From 9526e7cd3c864a05f0916e59fa45f840bc823c71 Mon Sep 17 00:00:00 2001
From: Davies Liu <davies@databricks.com>
Date: Mon, 2 Nov 2015 16:11:08 -0800
Subject: [PATCH 1/3] add Python API for stddev/variance

---
 python/pyspark/sql/functions.py |  15 +++++
 python/pyspark/sql/group.py     | 104 ++++++++++++++++++++++++++++++++
 2 files changed, 119 insertions(+)

diff --git a/python/pyspark/sql/functions.py b/python/pyspark/sql/functions.py
index fa04f4cd83b6f..046b681f1d53a 100644
--- a/python/pyspark/sql/functions.py
+++ b/python/pyspark/sql/functions.py
@@ -122,6 +122,21 @@ def _():
     'bitwiseNOT': 'Computes bitwise not.',
 }
 
+_functions_1_6 = {
+    # unary math functions
+    "stddev": "Aggregate function: returns the unbiased sample standard deviation of" +
+              " the expression in a group.",
+    "stddev_samp": "Aggregate function: returns the unbiased sample standard deviation of" +
+              " the expression in a group.",
+    "stddev_pop": "Aggregate function: returns population standard deviation of" +
+              " the expression in a group.",
+    "variance": "Aggregate function: returns the population variance of the values in a group.",
+    "var_samp": "Aggregate function: returns the unbiased variance of the values in a group.",
+    "var_pop": "Aggregate function: returns the population variance of the values in a group.",
+    "skewness": "Aggregate function: returns the skewness of the values in a group.",
+    "kurtosis": "Aggregate function: returns the kurtosis of the values in a group."
+}
+
 # math functions that take two arguments as input
 _binary_mathfunctions = {
     'atan2': 'Returns the angle theta from the conversion of rectangular coordinates (x, y) to' +
diff --git a/python/pyspark/sql/group.py b/python/pyspark/sql/group.py
index 71c0bccc5eeff..a3084ccf7ec2f 100644
--- a/python/pyspark/sql/group.py
+++ b/python/pyspark/sql/group.py
@@ -167,6 +167,110 @@ def sum(self, *cols):
         [Row(sum(age)=7, sum(height)=165)]
         """
 
+    @df_varargs_api
+    @since(1.6)
+    def stddev(self, *cols):
+        """Compute the sample standard deviation for each numeric columns for each group.
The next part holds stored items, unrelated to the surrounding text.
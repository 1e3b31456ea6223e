// SPDX-FileCopyrightText: 2025 Phoenix R&D GmbH <hello@phnx.im>
//
// SPDX-License-Identifier: AGPL-3.0-or-later

use async_trait::async_trait;
use serde_json::Value;
use sqlx::{Connection, Executor, PgConnection, PgPool, Row, types::Json};
use tracing::info;

use crate::{errors::StorageError, settings::DatabaseSettings};

use super::BlobStore;

/// Blob store backed by a single Postgres table.
#[derive(Debug, Clone)]
pub struct PgBlobStore {
    pool: PgPool,
}

impl PgBlobStore {
    /// Connects to the configured database, creating it if it does not exist
    /// yet, and runs the migrations.
    pub async fn connect(settings: &DatabaseSettings) -> Result<Self, StorageError> {
        let mut connection =
            PgConnection::connect_with(&settings.server_options()).await?;

        let db_name = settings.name.as_str();
        let db_exists: bool = sqlx::query(
            "SELECT EXISTS (SELECT datname FROM pg_catalog.pg_database WHERE datname = $1)",
        )
        .bind(db_name)
        .fetch_one(&mut connection)
        .await?
        .try_get(0)?;

        if !db_exists {
            info!(db_name, "Creating database");
            connection
                .execute(format!(r#"CREATE DATABASE "{db_name}";"#).as_str())
                .await?;
        }

        let pool = PgPool::connect_with(settings.database_options()).await?;
        sqlx::migrate!("./migrations").run(&pool).await?;
        Ok(Self { pool })
    }

    pub fn new(pool: PgPool) -> Self {
        Self { pool }
    }
}

mod persistence {
    use super::*;

    #[async_trait]
    impl BlobStore for PgBlobStore {
        async fn get_json(&self, store: &str, key: &str) -> Result<Option<Value>, StorageError> {
            let value: Option<Json<Value>> =
                sqlx::query_scalar("SELECT value FROM blob WHERE store = $1 AND key = $2")
                    .bind(store)
                    .bind(key)
                    .fetch_optional(&self.pool)
                    .await?;
            Ok(value.map(|Json(value)| value))
        }

        async fn set_json(
            &self,
            store: &str,
            key: &str,
            value: &Value,
        ) -> Result<(), StorageError> {
            sqlx::query(
                "INSERT INTO blob (store, key, value, updated_at)
                VALUES ($1, $2, $3, now())
                ON CONFLICT (store, key) DO UPDATE
                SET value = EXCLUDED.value, updated_at = EXCLUDED.updated_at",
            )
            .bind(store)
            .bind(key)
            .bind(Json(value))
            .execute(&self.pool)
            .await?;
            Ok(())
        }

        async fn delete(&self, store: &str, key: &str) -> Result<bool, StorageError> {
            let result = sqlx::query("DELETE FROM blob WHERE store = $1 AND key = $2")
                .bind(store)
                .bind(key)
                .execute(&self.pool)
                .await?;
            Ok(result.rows_affected() > 0)
        }

        async fn list_keys(&self, store: &str) -> Result<Vec<String>, StorageError> {
            let keys = sqlx::query_scalar("SELECT key FROM blob WHERE store = $1 ORDER BY key")
                .bind(store)
                .fetch_all(&self.pool)
                .await?;
            Ok(keys)
        }
    }
}
// SPDX-FileCopyrightText: 2025 Phoenix R&D GmbH <hello@phnx.im>
//
// SPDX-License-Identifier: AGPL-3.0-or-later

use std::sync::Arc;

use async_trait::async_trait;
use dashmap::DashMap;
use serde_json::Value;

use crate::errors::StorageError;

use super::BlobStore;

/// In-process blob store used when no database is configured.
///
/// Contents are lost when the process exits.
#[derive(Debug, Clone, Default)]
pub struct MemoryBlobStore {
    blobs: Arc<DashMap<(String, String), Value>>,
}

#[async_trait]
impl BlobStore for MemoryBlobStore {
    async fn get_json(&self, store: &str, key: &str) -> Result<Option<Value>, StorageError> {
        let entry = self.blobs.get(&(store.to_owned(), key.to_owned()));
        Ok(entry.map(|value| value.clone()))
    }

    async fn set_json(&self, store: &str, key: &str, value: &Value) -> Result<(), StorageError> {
        self.blobs
            .insert((store.to_owned(), key.to_owned()), value.clone());
        Ok(())
    }

    async fn delete(&self, store: &str, key: &str) -> Result<bool, StorageError> {
        Ok(self
            .blobs
            .remove(&(store.to_owned(), key.to_owned()))
            .is_some())
    }

    async fn list_keys(&self, store: &str) -> Result<Vec<String>, StorageError> {
        let mut keys: Vec<String> = self
            .blobs
            .iter()
            .filter(|entry| entry.key().0 == store)
            .map(|entry| entry.key().1.clone())
            .collect();
        keys.sort();
        Ok(keys)
    }
}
+        The resulting [[DataFrame]] will also contain the grouping columns.
+        When specified columns are given, only compute the stddev for them.
+
+        :param cols: list of column names (string). Non-numeric columns are ignored.
+
+        >>> df3.groupBy().stddev('age', 'height').collect()
+        [Row(STDDEV(age)=2.12..., STDDEV(height)=3.53...)]
+        """
+
+    @df_varargs_api
+    @since(1.6)
+    def stddev_samp(self, *cols):
+        """Compute the sample standard deviation for each numeric columns for each group.
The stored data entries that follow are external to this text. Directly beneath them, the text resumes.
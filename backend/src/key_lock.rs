// SPDX-FileCopyrightText: 2025 Phoenix R&D GmbH <hello@phnx.im>
//
// SPDX-License-Identifier: AGPL-3.0-or-later

use std::sync::Arc;

use dashmap::DashMap;
use tokio::sync::{Mutex, OwnedMutexGuard};

type LockMap = DashMap<String, Arc<Mutex<()>>>;

/// Serializes read-modify-write sequences on the same blob key.
///
/// A key only has an entry while its lock is held or awaited.
#[derive(Debug, Clone, Default)]
pub(crate) struct KeyLocks {
    locks: Arc<LockMap>,
}

impl KeyLocks {
    pub(crate) async fn lock(&self, key: &str) -> KeyGuard {
        // The map guard must be released before awaiting the mutex.
        let mutex = self.locks.entry(key.to_owned()).or_default().clone();
        let guard = mutex.lock_owned().await;
        KeyGuard {
            guard: Some(guard),
            key: key.to_owned(),
            locks: self.locks.clone(),
        }
    }

    #[cfg(test)]
    fn len(&self) -> usize {
        self.locks.len()
    }
}

#[derive(Debug)]
pub(crate) struct KeyGuard {
    guard: Option<OwnedMutexGuard<()>>,
    key: String,
    locks: Arc<LockMap>,
}

impl Drop for KeyGuard {
    fn drop(&mut self) {
        // Unlock first, so that nobody can lock a fresh mutex for the key
        // while this one is still held.
        drop(self.guard.take());
        // Only the map refers to the mutex: nobody holds or awaits it. The
        // shard lock keeps `lock` from cloning it in the meantime.
        self.locks
            .remove_if(&self.key, |_, mutex| Arc::strong_count(mutex) == 1);
    }
}

#[cfg(test)]
mod tests {
    use std::time::Duration;

    use super::*;

    #[tokio::test]
    async fn same_key_is_exclusive() {
        let locks = KeyLocks::default();
        let guard = locks.lock("debts_ada").await;

        let other = locks.lock("debts_bob");
        tokio::time::timeout(Duration::from_secs(1), other)
            .await
            .expect("different keys do not block each other");

        let same = locks.lock("debts_ada");
        assert!(
            tokio::time::timeout(Duration::from_millis(50), same)
                .await
                .is_err()
        );
        drop(guard);
        tokio::time::timeout(Duration::from_secs(1), locks.lock("debts_ada"))
            .await
            .expect("lock is free again");
    }

    #[tokio::test]
    async fn unused_keys_are_forgotten() {
        let locks = KeyLocks::default();
        for user in ["ada", "bob", "eve"] {
            let _guard = locks.lock(&format!("transactions_{user}")).await;
        }
        assert_eq!(locks.len(), 0);

        let guard = locks.lock("debts_ada").await;
        let waiter = tokio::spawn({
            let locks = locks.clone();
            async move {
                let _guard = locks.lock("debts_ada").await;
            }
        });
        tokio::time::sleep(Duration::from_millis(20)).await;
        drop(guard);
        // The waiting task still uses the entry.
        tokio::time::timeout(Duration::from_secs(1), waiter)
            .await
            .expect("waiter gets the lock")
            .unwrap();
        assert_eq!(locks.len(), 0);
    }
}
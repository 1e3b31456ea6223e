// SPDX-FileCopyrightText: 2023 Phoenix R&D GmbH <hello@phnx.im>
//
// SPDX-License-Identifier: AGPL-3.0-or-later

//! Spawns a server on a random port and creates users talking to it.

pub mod utils;

pub fn init_test_tracing() {
    use tracing::Level;
    use tracing_subscriber::EnvFilter;

    let _ = tracing_subscriber::fmt::fmt()
        .with_test_writer()
        .with_env_filter(
            EnvFilter::builder()
                .with_default_directive(Level::INFO.into())
                .from_env_lossy(),
        )
        .try_init();
}
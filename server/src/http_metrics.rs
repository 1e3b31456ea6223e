// SPDX-FileCopyrightText: 2025 Phoenix R&D GmbH <hello@phnx.im>
//
// SPDX-License-Identifier: AGPL-3.0-or-later

// Metric names follow the Prometheus conventions for HTTP servers.

use std::{
    pin::Pin,
    task::{Context, Poll, ready},
    time::{Duration, Instant},
};

use anyhow::Context as _;
use axum::{
    Router,
    extract::{MatchedPath, State},
    http::{Request, Response},
    routing::get,
};
use metrics::{Unit, counter, describe_counter, describe_histogram, histogram};
use metrics_exporter_prometheus::{PrometheusBuilder, PrometheusHandle};
use pin_project::pin_project;
use tokio::net::TcpListener;
use tower::{Layer, Service};
use tracing::{error, info};

/// Interval at which the recorder drains its histogram buckets.
const UPKEEP_INTERVAL: Duration = Duration::from_secs(5);

/// Installs the Prometheus recorder and serves `/metrics` on a separate
/// listener in the background.
pub(crate) fn serve_metrics(listener: TcpListener) -> anyhow::Result<()> {
    let addr = listener.local_addr()?;
    let recorder = PrometheusBuilder::new().build_recorder();
    let handle = recorder.handle();
    metrics::set_global_recorder(recorder).context("metrics recorder already installed")?;

    let upkeep_handle = handle.clone();
    tokio::spawn(async move {
        let mut interval = tokio::time::interval(UPKEEP_INTERVAL);
        loop {
            interval.tick().await;
            upkeep_handle.run_upkeep();
        }
    });

    let app = Router::new()
        .route("/metrics", get(render_metrics))
        .with_state(handle);
    tokio::spawn(async move {
        info!(%addr, "Serving metrics");
        if let Err(error) = axum::serve(listener, app).await {
            error!(%error, "Metrics endpoint stopped");
        }
    });
    Ok(())
}

async fn render_metrics(State(handle): State<PrometheusHandle>) -> String {
    handle.render()
}

#[derive(Clone, Default)]
pub(crate) struct HttpMetricsLayer {}

impl HttpMetricsLayer {
    pub(crate) fn new() -> Self {
        Default::default()
    }

    pub(crate) fn describe_metrics() {
        describe_counter!(
            "http_server_requests_started_total",
            "Total number of requests started on the server."
        );
        describe_counter!(
            "http_server_requests_handled_total",
            "Total number of requests completed on the server, regardless of the status."
        );
        describe_histogram!(
            "http_server_request_duration_seconds",
            Unit::Seconds,
            "Histogram of response latency (seconds) of requests handled by the server.",
        );
    }
}

impl<S> Layer<S> for HttpMetricsLayer {
    type Service = HttpMetricsService<S>;

    fn layer(&self, inner: S) -> Self::Service {
        HttpMetricsService { inner }
    }
}

#[derive(Clone)]
pub(crate) struct HttpMetricsService<S> {
    inner: S,
}

impl<S, B, C> Service<Request<B>> for HttpMetricsService<S>
where
    S: Service<Request<B>, Response = Response<C>>,
{
    type Response = S::Response;

    type Error = S::Error;

    type Future = HttpMetricsFuture<S::Future>;

    fn poll_ready(&mut self, cx: &mut Context<'_>) -> Poll<Result<(), Self::Error>> {
        self.inner.poll_ready(cx)
    }

    fn call(&mut self, req: Request<B>) -> Self::Future {
        // Label by route template so that ids in paths do not blow up cardinality.
        let route = req
            .extensions()
            .get::<MatchedPath>()
            .map(|path| path.as_str().to_owned())
            .unwrap_or_else(|| "unmatched".to_owned());
        let method = req.method().as_str().to_owned();

        HttpMetricsFuture {
            inner: self.inner.call(req),
            route,
            method,
            started_at: None,
        }
    }
}

#[pin_project]
pub(crate) struct HttpMetricsFuture<F> {
    #[pin]
    inner: F,
    route: String,
    method: String,
    started_at: Option<Instant>,
}

impl<F, B, E> Future for HttpMetricsFuture<F>
where
    F: Future<Output = Result<Response<B>, E>>,
{
    type Output = Result<Response<B>, E>;

    fn poll(self: Pin<&mut Self>, cx: &mut Context<'_>) -> Poll<Self::Output> {
        let this = self.project();

        let started_at = this.started_at.get_or_insert_with(|| {
            counter!(
                "http_server_requests_started_total",
                "route" => this.route.clone(),
                "method" => this.method.clone(),
            )
            .increment(1);
            Instant::now()
        });

        let result = ready!(this.inner.poll(cx));
        let elapsed = started_at.elapsed();

        let status = match &result {
            Ok(response) => response.status().as_u16().to_string(),
            Err(_) => "error".to_owned(),
        };

        counter!(
            "http_server_requests_handled_total",
            "route" => this.route.clone(),
            "method" => this.method.clone(),
            "status" => status.clone(),
        )
        .increment(1);

        histogram!(
            "http_server_request_duration_seconds",
            "route" => this.route.clone(),
            "method" => this.method.clone(),
            "status" => status,
        )
        .record(elapsed.as_secs_f64());

        Poll::Ready(result)
    }
}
+        The resulting [[DataFrame]] will also contain the grouping columns.
+        When specified columns are given, only compute the stddev for them.
+
+        :param cols: list of column names (string). Non-numeric columns are ignored.
+
+        >>> df3.groupBy().stddev_samp('age', 'height').collect()
+        [Row(STDDEV_SAMP(age)=2.12..., STDDEV_SAMP(height)=3.53...)]
+        """
+
+    @df_varargs_api
+    @since(1.6)
+    def stddev_pop(self, *cols):
+        """Compute the population standard deviation for each numeric columns for each group.
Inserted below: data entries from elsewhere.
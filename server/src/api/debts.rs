// SPDX-FileCopyrightText: 2025 Phoenix R&D GmbH <hello@phnx.im>
//
// SPDX-License-Identifier: AGPL-3.0-or-later

use axum::{
    extract::{Path, State},
    http::StatusCode,
};
use ledgerbackend::ledger_service::ResourceService;
use ledgercommon::{
    identifiers::DebtId,
    messages::MessageResponse,
    records::{Debt, NewPayment},
};

use crate::{error::ApiError, session::AuthenticatedUser};

use super::ApiJson;

pub(super) async fn delete(
    AuthenticatedUser(username): AuthenticatedUser,
    State(service): State<ResourceService<Debt>>,
    Path(id): Path<DebtId>,
) -> Result<ApiJson<MessageResponse>, ApiError> {
    service.delete(&username, id).await?;
    Ok(ApiJson(MessageResponse {
        message: "Debt record deleted successfully".to_owned(),
    }))
}

pub(super) async fn add_payment(
    AuthenticatedUser(username): AuthenticatedUser,
    State(service): State<ResourceService<Debt>>,
    Path(id): Path<DebtId>,
    ApiJson(payment): ApiJson<NewPayment>,
) -> Result<(StatusCode, ApiJson<Debt>), ApiError> {
    let debt = service.add_payment(&username, id, payment).await?;
    Ok((StatusCode::CREATED, ApiJson(debt)))
}
// SPDX-FileCopyrightText: 2025 Phoenix R&D GmbH <hello@phnx.im>
//
// SPDX-License-Identifier: AGPL-3.0-or-later

//! API client implementation for the per-user records

use ledgercommon::{
    identifiers::{DebtId, TransactionId},
    messages::{MonthlyReportQuery, SummaryResponse},
    records::{Debt, NewPayment, Record, Transaction},
    report::MonthlyReport,
};
use reqwest::Method;

use crate::{ApiClient, ApiRequestError};

impl ApiClient {
    /// Fetches all records of the logged in user.
    pub async fn list_records<R: Record>(&self) -> Result<Vec<R>, ApiRequestError> {
        let request = self.request(Method::GET, R::KIND.api_path())?;
        self.send_json(request).await
    }

    /// Creates a record. Creating a record whose id already exists returns the
    /// stored record unchanged.
    pub async fn create_record<R: Record>(&self, record: &R) -> Result<R, ApiRequestError> {
        let request = self
            .request(Method::POST, R::KIND.api_path())?
            .json(record);
        self.send_json(request).await
    }

    pub async fn update_record<R: Record>(&self, record: &R) -> Result<R, ApiRequestError> {
        let path = record_path::<R>(record.id());
        let request = self.request(Method::PUT, &path)?.json(record);
        self.send_json(request).await
    }

    pub async fn delete_record<R: Record>(&self, id: R::Id) -> Result<(), ApiRequestError> {
        let request = self.request(Method::DELETE, &record_path::<R>(id))?;
        self.send_empty(request).await
    }

    pub async fn list_transactions(&self) -> Result<Vec<Transaction>, ApiRequestError> {
        self.list_records().await
    }

    pub async fn create_transaction(
        &self,
        transaction: &Transaction,
    ) -> Result<Transaction, ApiRequestError> {
        self.create_record(transaction).await
    }

    pub async fn update_transaction(
        &self,
        transaction: &Transaction,
    ) -> Result<Transaction, ApiRequestError> {
        self.update_record(transaction).await
    }

    pub async fn delete_transaction(&self, id: TransactionId) -> Result<(), ApiRequestError> {
        self.delete_record::<Transaction>(id).await
    }

    pub async fn list_debts(&self) -> Result<Vec<Debt>, ApiRequestError> {
        self.list_records().await
    }

    pub async fn create_debt(&self, debt: &Debt) -> Result<Debt, ApiRequestError> {
        self.create_record(debt).await
    }

    pub async fn update_debt(&self, debt: &Debt) -> Result<Debt, ApiRequestError> {
        self.update_record(debt).await
    }

    pub async fn delete_debt(&self, id: DebtId) -> Result<(), ApiRequestError> {
        self.delete_record::<Debt>(id).await
    }

    /// Records a partial payment and returns the updated debt.
    pub async fn add_payment(
        &self,
        debt_id: DebtId,
        payment: &NewPayment,
    ) -> Result<Debt, ApiRequestError> {
        let path = format!("{}/payments", record_path::<Debt>(debt_id));
        let request = self.request(Method::POST, &path)?.json(payment);
        self.send_json(request).await
    }

    pub async fn summary(&self) -> Result<SummaryResponse, ApiRequestError> {
        let request = self.request(Method::GET, "/api/summary")?;
        self.send_json(request).await
    }

    pub async fn monthly_report(
        &self,
        year: i32,
        month: u32,
    ) -> Result<MonthlyReport, ApiRequestError> {
        let request = self
            .request(Method::GET, "/api/reports/monthly")?
            .query(&MonthlyReportQuery { year, month });
        self.send_json(request).await
    }
}

fn record_path<R: Record>(id: R::Id) -> String {
    format!("{}/{id}", R::KIND.api_path())
}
+        The resulting [[DataFrame]] will also contain the grouping columns.
+        When specified columns are given, only compute the stddev for them.
+
+        :param cols: list of column names (string). Non-numeric columns are ignored.
+
+        >>> df3.groupBy().stddev_pop('age', 'height').collect()
+        [Row(STDDEV_POP(age)=1.5, STDDEV_POP(height)=2.5)]
+        """
+
+    @df_varargs_api
+    @since(1.6)
+    def variance(self, *cols):
+        """Compute the sample variance for each numeric columns for each group.
+        The resulting [[DataFrame]] will also contain the grouping columns.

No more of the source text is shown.